[Start of section]

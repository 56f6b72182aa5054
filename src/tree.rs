//! The tree container: construction, mutation, addressing and queries.

use std::fmt::Debug;

use generational_arena::Index;
use tracing::instrument;

use crate::address::{AddressMode, ByKey, ByValue};
use crate::arena::NodeArena;
use crate::cursor::Cursor;
use crate::errors::{TreeError, TreeResult};
use crate::identity::{ascending, Comparator, Identity};

/// Removal policy for [`Tree::remove`].
#[derive(Debug, Clone, Copy, PartialEq, Eq)]
pub enum Removal {
    /// Remove the node and its entire subtree.
    Cascade,
    /// Re-parent the node's direct children onto its parent, then remove
    /// the node alone. Deeper descendants keep their own structure.
    Promote,
}

/// A strict hierarchy with stable node identity and ordered siblings.
///
/// `M` decides how nodes are addressed: [`ValueTree`] names nodes by the
/// stored value itself, [`KeyedTree`] by the [`Identity`] matching key via
/// an O(1)-average index. Either way the container owns exactly one root
/// (or is empty), every other node has exactly one parent, and siblings
/// are kept in comparator order.
///
/// No failing operation mutates the structure: all admission checks run
/// before the first edit.
#[derive(Debug, Clone)]
pub struct Tree<T, M: AddressMode<T>> {
    arena: NodeArena<T>,
    mode: M,
}

/// Tree addressed by equality of the stored value.
pub type ValueTree<T> = Tree<T, ByValue<T>>;

/// Tree addressed by the [`Identity`] matching key.
pub type KeyedTree<T> = Tree<T, ByKey<T>>;

impl<T: PartialEq + Debug> Tree<T, ByValue<T>> {
    /// Empty value-addressed tree with natural ascending sibling order.
    pub fn new() -> Self
    where
        T: Ord,
    {
        Self::with_order(ascending::<T>)
    }

    /// Empty value-addressed tree with a caller-supplied sibling order.
    pub fn with_order(cmp: Comparator<T>) -> Self {
        Self {
            arena: NodeArena::new(),
            mode: ByValue::new(cmp),
        }
    }
}

impl<T: PartialEq + Debug + Ord> Default for Tree<T, ByValue<T>> {
    fn default() -> Self {
        Self::new()
    }
}

impl<T: Identity> Tree<T, ByKey<T>> {
    /// Empty key-indexed tree with natural ascending sibling order.
    pub fn new() -> Self
    where
        T::Rank: Ord,
    {
        Self::with_order(ascending::<T::Rank>)
    }

    /// Empty key-indexed tree with a caller-supplied sibling order.
    pub fn with_order(cmp: Comparator<T::Rank>) -> Self {
        Self {
            arena: NodeArena::new(),
            mode: ByKey::new(cmp),
        }
    }
}

impl<T: Identity> Default for Tree<T, ByKey<T>>
where
    T::Rank: Ord,
{
    fn default() -> Self {
        Self::new()
    }
}

impl<T, M: AddressMode<T>> Tree<T, M> {
    pub(crate) fn arena(&self) -> &NodeArena<T> {
        &self.arena
    }

    fn locate(&self, addr: &M::Addr) -> TreeResult<Index> {
        self.mode
            .locate(&self.arena, addr)
            .ok_or_else(|| TreeError::NotFound(format!("{addr:?}")))
    }

    /// Replaces the whole structure with a fresh single-node tree holding
    /// `value`. Calling this on a non-empty tree is the deliberate reset
    /// semantic, not an error; every prior node is destroyed.
    #[instrument(level = "debug", skip(self, value))]
    pub fn set_root(&mut self, value: T) -> TreeResult<()> {
        self.mode.admit_root(&value)?;
        self.mode.reset();
        let idx = self.arena.set_root(value);
        if let Some(node) = self.arena.get(idx) {
            self.mode.record(&node.value, idx);
        }
        Ok(())
    }

    pub fn root(&self) -> TreeResult<&T> {
        self.arena
            .root()
            .and_then(|idx| self.arena.get(idx))
            .map(|node| &node.value)
            .ok_or(TreeError::EmptyTree)
    }

    pub fn root_mut(&mut self) -> TreeResult<&mut T> {
        let idx = self.arena.root().ok_or(TreeError::EmptyTree)?;
        self.arena
            .get_mut(idx)
            .map(|node| &mut node.value)
            .ok_or(TreeError::EmptyTree)
    }

    /// Moves `value` into a new node under the node named by `parent`,
    /// placed among its siblings in comparator order.
    #[instrument(level = "debug", skip(self, value))]
    pub fn insert(&mut self, value: T, parent: &M::Addr) -> TreeResult<()> {
        let parent_idx = self
            .mode
            .locate(&self.arena, parent)
            .ok_or_else(|| TreeError::ParentNotFound(format!("{parent:?}")))?;
        self.mode.admit_child(&self.arena, parent_idx, &value)?;

        let Self { arena, mode } = self;
        if let Some(idx) = arena.insert_child(value, parent_idx, |a, b| mode.precedes(a, b)) {
            if let Some(node) = arena.get(idx) {
                mode.record(&node.value, idx);
            }
        }
        Ok(())
    }

    pub fn find(&self, addr: &M::Addr) -> TreeResult<&T> {
        let idx = self.locate(addr)?;
        self.arena
            .get(idx)
            .map(|node| &node.value)
            .ok_or_else(|| TreeError::NotFound(format!("{addr:?}")))
    }

    /// Mutable access to a stored value.
    ///
    /// In the value-addressed variant, mutating the value changes the
    /// address it is found under. In the key-indexed variant the matching
    /// key must stay untouched; a changed sorting key takes effect on the
    /// next [`reorder`](Self::reorder).
    pub fn find_mut(&mut self, addr: &M::Addr) -> TreeResult<&mut T> {
        let idx = self.locate(addr)?;
        self.arena
            .get_mut(idx)
            .map(|node| &mut node.value)
            .ok_or_else(|| TreeError::NotFound(format!("{addr:?}")))
    }

    pub fn contains(&self, addr: &M::Addr) -> bool {
        self.mode.locate(&self.arena, addr).is_some()
    }

    pub fn parent(&self, addr: &M::Addr) -> TreeResult<&T> {
        let idx = self.locate(addr)?;
        let parent_idx = self
            .arena
            .get(idx)
            .and_then(|node| node.parent)
            .ok_or_else(|| TreeError::NoParent(format!("{addr:?}")))?;
        self.arena
            .get(parent_idx)
            .map(|node| &node.value)
            .ok_or_else(|| TreeError::NotFound(format!("{addr:?}")))
    }

    /// Removes the node named by `addr` under the given policy.
    ///
    /// Root policy: `Cascade` empties the container; `Promote` requires at
    /// most one child (the child becomes the new root) and fails with
    /// [`TreeError::InvalidRemoval`], mutating nothing, when the root has
    /// several children.
    #[instrument(level = "debug", skip(self))]
    pub fn remove(&mut self, addr: &M::Addr, policy: Removal) -> TreeResult<()> {
        let idx = self.locate(addr)?;
        let (parent, kids) = {
            let node = self
                .arena
                .get(idx)
                .ok_or_else(|| TreeError::NotFound(format!("{addr:?}")))?;
            (node.parent, node.children.clone())
        };

        match policy {
            Removal::Cascade => {
                for value in self.arena.remove_subtree(idx) {
                    self.mode.forget(&value);
                }
            }
            Removal::Promote => match parent {
                Some(parent_idx) => {
                    self.arena.detach(idx);
                    let Self { arena, mode } = self;
                    for kid in kids {
                        arena.detach(kid);
                        arena.attach(kid, parent_idx, |a, b| mode.precedes(a, b));
                    }
                    if let Some(value) = arena.remove_single(idx) {
                        mode.forget(&value);
                    }
                }
                None => match kids.len() {
                    0 => {
                        for value in self.arena.remove_subtree(idx) {
                            self.mode.forget(&value);
                        }
                    }
                    1 => {
                        let kid = kids[0];
                        self.arena.detach(kid);
                        self.arena.adopt_root(kid);
                        if let Some(value) = self.arena.remove_single(idx) {
                            self.mode.forget(&value);
                        }
                    }
                    n => {
                        return Err(TreeError::InvalidRemoval(format!(
                            "cannot promote {n} children of the root; exactly one child required"
                        )))
                    }
                },
            },
        }
        Ok(())
    }

    /// Re-places the node named by `addr` among its siblings after a
    /// caller-side sorting-key change. No-op for the root.
    #[instrument(level = "debug", skip(self))]
    pub fn reorder(&mut self, addr: &M::Addr) -> TreeResult<()> {
        let idx = self.locate(addr)?;
        let parent = self.arena.get(idx).and_then(|node| node.parent);
        if let Some(parent_idx) = parent {
            self.arena.detach(idx);
            let Self { arena, mode } = self;
            arena.attach(idx, parent_idx, |a, b| mode.precedes(a, b));
        }
        Ok(())
    }

    /// Direct children of the named node, in current sibling order.
    pub fn children(&self, addr: &M::Addr) -> TreeResult<Cursor<T>>
    where
        T: Clone,
    {
        let idx = self.locate(addr)?;
        let items = self
            .arena
            .get(idx)
            .map(|node| {
                node.children
                    .iter()
                    .filter_map(|&child| self.arena.get(child).map(|n| n.value.clone()))
                    .collect()
            })
            .unwrap_or_default();
        Ok(Cursor::new(items))
    }

    /// The other children of the named node's parent; empty for the root.
    pub fn siblings(&self, addr: &M::Addr) -> TreeResult<Cursor<T>>
    where
        T: Clone,
    {
        let idx = self.locate(addr)?;
        let parent = self.arena.get(idx).and_then(|node| node.parent);
        let items = match parent {
            Some(parent_idx) => self
                .arena
                .get(parent_idx)
                .map(|parent_node| {
                    parent_node
                        .children
                        .iter()
                        .filter(|&&child| child != idx)
                        .filter_map(|&child| self.arena.get(child).map(|n| n.value.clone()))
                        .collect()
                })
                .unwrap_or_default(),
            None => Vec::new(),
        };
        Ok(Cursor::new(items))
    }

    /// Every value exactly once, pre-order depth-first, children in
    /// sibling order: a deterministic, priority-ordered enumeration of
    /// the whole structure.
    pub fn traverse(&self) -> Cursor<T>
    where
        T: Clone,
    {
        let items = self.arena.iter().map(|(_, node)| node.value.clone()).collect();
        Cursor::new(items)
    }

    /// Deep-clones the subtree rooted at `addr` into a new independent
    /// container whose root is the cloned node.
    #[instrument(level = "debug", skip(self))]
    pub fn subtree(&self, addr: &M::Addr) -> TreeResult<Self>
    where
        T: Clone,
        M: Clone,
    {
        let idx = self.locate(addr)?;
        let arena = self
            .arena
            .extract(idx)
            .ok_or_else(|| TreeError::NotFound(format!("{addr:?}")))?;
        let mut mode = self.mode.clone();
        mode.reset();
        mode.reindex(&arena);
        Ok(Self { arena, mode })
    }

    pub fn len(&self) -> usize {
        self.arena.len()
    }

    pub fn is_empty(&self) -> bool {
        self.arena.is_empty()
    }

    /// Longest root-to-leaf node count; 0 for an empty tree.
    pub fn depth(&self) -> usize {
        self.arena.depth()
    }
}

[End of section]

▶ TASK DIRECTIONS
From the records above, print exactly the lines that run from the line with "arena.attach(idx, parent_idx, |a, b|" to the line with "let items = match", inclusive.

▶ OUTPUT FOR THIS TASK
            arena.attach(idx, parent_idx, |a, b| mode.precedes(a, b));
        }
        Ok(())
    }

    /// Direct children of the named node, in current sibling order.
    pub fn children(&self, addr: &M::Addr) -> TreeResult<Cursor<T>>
    where
        T: Clone,
    {
        let idx = self.locate(addr)?;
        let items = self
            .arena
            .get(idx)
            .map(|node| {
                node.children
                    .iter()
                    .filter_map(|&child| self.arena.get(child).map(|n| n.value.clone()))
                    .collect()
            })
            .unwrap_or_default();
        Ok(Cursor::new(items))
    }

    /// The other children of the named node's parent; empty for the root.
    pub fn siblings(&self, addr: &M::Addr) -> TreeResult<Cursor<T>>
    where
        T: Clone,
    {
        let idx = self.locate(addr)?;
        let parent = self.arena.get(idx).and_then(|node| node.parent);
        let items = match parent {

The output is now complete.